RE:RE:RE:RE:RE:RE:RE:ZenKnats excited about their Valuable Graphene after annual the_Chief wrote: ThinkPlease wrote: And you still didn't answer the question. Why is that?
Going back to the shareholder post about the meeting, the only mention of the method to be used for bulk sample recovery is drilling. Let's go with that.
The largest standard core size is PQ. The length of PQ core that contains one cubic metre of rock is 17.6 metres. Assuming 2.7 for the density, then 17.6/2.7 = 6.53 m PQ core per tonne of material. To obtain 990 tonnes in this way would require 6462 metres of drilling. (all numbers rounded for presentation)
In this calculation, I have totally ignored getting through overburden, but you pay for that too. PQ drilling is more expensive per metre and slower than drilling NQ or even HQ. Winter road access? Eek.
Pick a cost per metre for drilling, whatever, we're into the seven figure costs right there.
Then you have to haul it, find a custom operator to crush it and float it to concentrate, purify it, turn it into graphene....

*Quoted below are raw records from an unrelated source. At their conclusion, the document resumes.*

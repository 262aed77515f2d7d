use crate::entities::categories;
use crate::entities::prelude::*;
use sea_orm_migration::prelude::*;

#[derive(DeriveMigrationName)]
pub struct Migration;

pub const DEFAULT_CATEGORIES: &[&str] = &[
    "Appetizer",
    "Main Course",
    "Dessert",
    "Side Dish",
    "Breakfast",
    "Lunch",
    "Dinner",
    "Snack",
    "Drink",
    "Italian",
    "Mexican",
    "Chinese",
    "Indian",
    "Japanese",
    "Thai",
    "French",
    "Greek",
    "Spanish",
    "Mediterranean",
    "Vegan",
    "Vegetarian",
    "Gluten-Free",
    "Keto",
    "Low-Carb",
    "Dairy-Free",
    "Chicken",
    "Beef",
    "Pork",
    "Fish",
    "Seafood",
    "Pasta",
    "Rice",
    "Salad",
    "Soup",
    "Baking",
    "Grilling",
    "Frying",
    "Roasting",
    "Slow Cooker",
    "Instant Pot",
    "Holiday",
    "Party",
    "Quick & Easy",
    "Healthy",
    "Comfort Food",
    "Viral",
    "Fast Food",
];

#[async_trait::async_trait]
impl MigrationTrait for Migration {
    async fn up(&self, manager: &SchemaManager) -> Result<(), DbErr> {
        let mut insert = Query::insert()
            .into_table(Categories)
            .columns([categories::Column::Name])
            .on_conflict(
                OnConflict::column(categories::Column::Name)
                    .do_nothing()
                    .to_owned(),
            )
            .to_owned();

        for name in DEFAULT_CATEGORIES {
            insert.values_panic([(*name).into()]);
        }

        manager.exec_stmt(insert).await
    }

    async fn down(&self, manager: &SchemaManager) -> Result<(), DbErr> {
        let delete = Query::delete()
            .from_table(Categories)
            .and_where(Expr::col(categories::Column::Name).is_in(DEFAULT_CATEGORIES.iter().copied()))
            .to_owned();

        manager.exec_stmt(delete).await
    }
}
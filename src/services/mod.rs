pub mod validation;

pub mod history_service;
pub mod history_service_impl;
pub use history_service::{HistoryError, HistoryService, UnifiedHistoryItem};
pub use history_service_impl::SeaOrmHistoryService;

pub mod search_service;
pub mod search_service_impl;
pub use search_service::{RecipeMatch, SearchError, SearchService, Suggestion, SuggestionKind};
pub use search_service_impl::SeaOrmSearchService;

pub mod account_service;
pub mod account_service_impl;
pub use account_service::{AccountError, AccountInfo, AccountService, LoginSession, NewAccount};
pub use account_service_impl::SeaOrmAccountService;

pub mod recipe_service;
pub mod recipe_service_impl;
pub use recipe_service::{
    Ingredient, RecipeDetail, RecipeError, RecipeInput, RecipeService, RecipeSummary,
};
pub use recipe_service_impl::SeaOrmRecipeService;

pub mod feed_service;
pub mod feed_service_impl;
pub use feed_service::{FeedCard, FeedError, FeedPage, FeedService, LikeState};
pub use feed_service_impl::SeaOrmFeedService;

pub mod profile_service;
pub mod profile_service_impl;
pub use profile_service::{Profile, ProfileError, ProfileService};
pub use profile_service_impl::SeaOrmProfileService;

I look forward to seeing their thoughts on this bulk sample program.
Not sure I agree, check my math
PQ is 4.8 inch external diameter, inside or core diameter is 3.34 inches. If one were to stand 1 meter core lengths up alongside the walls of a 1meter cube you would have 12 cores x 12 cores (12x3.34= ~1m ) disregarding the space between circular cores.

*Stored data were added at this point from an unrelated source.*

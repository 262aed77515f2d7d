//! `SeaORM` implementation of the `AccountService` trait.

use async_trait::async_trait;
use tracing::{info, warn};

use crate::config::SecurityConfig;
use crate::db::repositories::user::hash_password_blocking;
use crate::db::{NewUser, Store};
use crate::domain::UserId;
use crate::services::account_service::{
    AccountError, AccountInfo, AccountService, LoginSession, NewAccount,
};
use crate::services::validation;

pub struct SeaOrmAccountService {
    store: Store,
    security: SecurityConfig,
}

impl SeaOrmAccountService {
    #[must_use]
    pub const fn new(store: Store, security: SecurityConfig) -> Self {
        Self { store, security }
    }
}

fn require_user(user: Option<UserId>) -> Result<i32, AccountError> {
    match user {
        Some(id) if id.is_valid() => Ok(id.value()),
        _ => Err(AccountError::Unauthorized),
    }
}

#[async_trait]
impl AccountService for SeaOrmAccountService {
    async fn register(&self, account: NewAccount) -> Result<AccountInfo, AccountError> {
        let username =
            validation::validate_username(&account.username).map_err(AccountError::Validation)?;
        let email = validation::validate_email(&account.email).map_err(AccountError::Validation)?;
        validation::validate_password(&account.password).map_err(AccountError::Validation)?;
        let country = validation::validate_country(account.country.as_deref())
            .map_err(AccountError::Validation)?;
        let birthdate = validation::validate_birthdate(account.birthdate.as_deref())
            .map_err(AccountError::Validation)?;
        let phone = account
            .phone
            .map(|p| p.trim().to_string())
            .filter(|p| !p.is_empty());

        if self.store.get_user_by_email(&email).await?.is_some() {
            return Err(AccountError::Conflict("Email".to_string()));
        }
        if self.store.get_user_by_username(&username).await?.is_some() {
            return Err(AccountError::Conflict("Username".to_string()));
        }

        let password_hash = hash_password_blocking(&account.password, &self.security).await?;

        let user = self
            .store
            .user_repo()
            .create(NewUser {
                username,
                email,
                password_hash,
                birthdate,
                phone,
                country,
            })
            .await?;

        info!(user_id = user.id, username = %user.username, "Registered account");

        Ok(AccountInfo {
            id: UserId::new(user.id),
            username: user.username,
            email: user.email,
            created_at: user.created_at,
        })
    }

    async fn login(&self, email: &str, password: &str) -> Result<LoginSession, AccountError> {
        let email = email.trim().to_lowercase();

        let Some(user) = self.store.user_repo().verify_password(&email, password).await? else {
            warn!("Failed login attempt");
            return Err(AccountError::InvalidCredentials);
        };

        let ttl = chrono::Duration::days(self.security.session_ttl_days);
        let session = self.store.session_repo().create(user.id, ttl).await?;

        info!(user_id = user.id, "User logged in");

        Ok(LoginSession {
            token: session.token,
            user_id: UserId::new(user.id),
            username: user.username,
            expires_at: session.expires_at,
        })
    }

    async fn resolve_session(&self, token: &str) -> Result<Option<UserId>, AccountError> {
        let token = token.trim();
        if token.is_empty() {
            return Ok(None);
        }

        let session = self.store.session_repo().find_valid(token).await?;
        Ok(session.map(|s| UserId::new(s.user_id)))
    }

    async fn logout(&self, token: &str) -> Result<(), AccountError> {
        self.store.session_repo().delete(token.trim()).await?;
        Ok(())
    }

    async fn account_info(&self, user: Option<UserId>) -> Result<AccountInfo, AccountError> {
        let user_id = require_user(user)?;
        let user = self
            .store
            .get_user(user_id)
            .await?
            .ok_or(AccountError::NotFound)?;

        Ok(AccountInfo {
            id: UserId::new(user.id),
            username: user.username,
            email: user.email,
            created_at: user.created_at,
        })
    }

    async fn change_password(
        &self,
        user: Option<UserId>,
        current_token: Option<&str>,
        current_password: &str,
        new_password: &str,
    ) -> Result<(), AccountError> {
        let user_id = require_user(user)?;

        validation::validate_password(new_password).map_err(AccountError::Validation)?;

        if current_password == new_password {
            return Err(AccountError::Validation(
                "New password must be different from current password".to_string(),
            ));
        }

        let repo = self.store.user_repo();
        if !repo.verify_password_for_id(user_id, current_password).await? {
            return Err(AccountError::Validation(
                "Current password is incorrect".to_string(),
            ));
        }

        let new_hash = hash_password_blocking(new_password, &self.security).await?;
        repo.update_password_hash(user_id, new_hash).await?;

        let revoked = self
            .store
            .session_repo()
            .delete_for_user_except(user_id, current_token)
            .await?;

        info!(user_id, revoked, "Password changed");
        Ok(())
    }

    async fn purge_expired_sessions(&self) -> Result<u64, AccountError> {
        let purged = self.store.purge_expired_sessions().await?;
        if purged > 0 {
            info!(purged, "Purged expired sessions");
        }
        Ok(purged)
    }
}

12x12=144 cores 1 meter long to fill a cubic meter or 2.7 tonnes. That means 144 meters of core needed for 2.7 tonnes.
900/2.7=333 holes 144 meters long
So whose math is incorrect? Could be mine...but don't think so? Comment?
We both had errors actually. I made a decimal error in my very first calculation. Instead of 17.6 metres of PQ core to have a cubic metre of rock, it takes 176 m of core. So you'd need to drill 64,620 m of PQ core to pull 990 tonnes to surface.

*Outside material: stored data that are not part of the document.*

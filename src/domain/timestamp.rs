//! Timestamp encoding for persisted rows.
//!
//! Rows store UTC instants as fixed-width RFC 3339 strings with microsecond
//! precision. Fixed width keeps lexical order equal to chronological order,
//! which the range deletes and `ORDER BY created_at` rely on.

use chrono::{DateTime, Local, NaiveTime, SecondsFormat, TimeZone, Utc};

/// Formats an instant in the stored representation.
#[must_use]
pub fn format(instant: DateTime<Utc>) -> String {
    instant.to_rfc3339_opts(SecondsFormat::Micros, true)
}

#[must_use]
pub fn now() -> String {
    format(Utc::now())
}

/// Parses a stored timestamp. Accepts any RFC 3339 offset.
#[must_use]
pub fn parse(stored: &str) -> Option<DateTime<Utc>> {
    DateTime::parse_from_rfc3339(stored)
        .ok()
        .map(|dt| dt.with_timezone(&Utc))
}

/// Midnight at the start of the local calendar day containing `now`,
/// expressed in UTC.
#[must_use]
pub fn start_of_local_day(now: DateTime<Local>) -> DateTime<Utc> {
    let midnight = now.date_naive().and_time(NaiveTime::MIN);
    // DST gaps can make local midnight ambiguous or nonexistent
    Local
        .from_local_datetime(&midnight)
        .earliest()
        .map_or_else(|| now.with_timezone(&Utc), |dt| dt.with_timezone(&Utc))
}

#[cfg(test)]
mod tests {
    use super::*;
    use chrono::Duration;

    #[test]
    fn formatted_timestamps_sort_chronologically() {
        let base = Utc.with_ymd_and_hms(2025, 3, 9, 8, 0, 0).unwrap();
        let earlier = format(base);
        let later = format(base + Duration::microseconds(1));
        let much_later = format(base + Duration::days(400));

        assert!(earlier < later);
        assert!(later < much_later);
        assert_eq!(earlier.len(), later.len());
        assert_eq!(earlier, "2025-03-09T08:00:00.000000Z");
    }

    #[test]
    fn parse_round_trips() {
        let instant = Utc.with_ymd_and_hms(2024, 12, 31, 23, 59, 59).unwrap();
        assert_eq!(parse(&format(instant)), Some(instant));
        assert_eq!(parse("not a date"), None);
    }

    #[test]
    fn start_of_local_day_is_not_after_now() {
        let now = Local::now();
        let midnight = start_of_local_day(now);
        assert!(midnight <= now.with_timezone(&Utc));
        assert!(now.with_timezone(&Utc) - midnight < Duration::hours(26));
    }
}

Your estimate credits the void space in your cubic metre model with mass that actually isn't present. That puts your total metre of core about 1/3 less than it ought to be. We therefore come up with virtually the same corrected results. And the costs of the drilling alone would definitely lie somewhere into the 8 figures, i.e. greater than $10,000,000.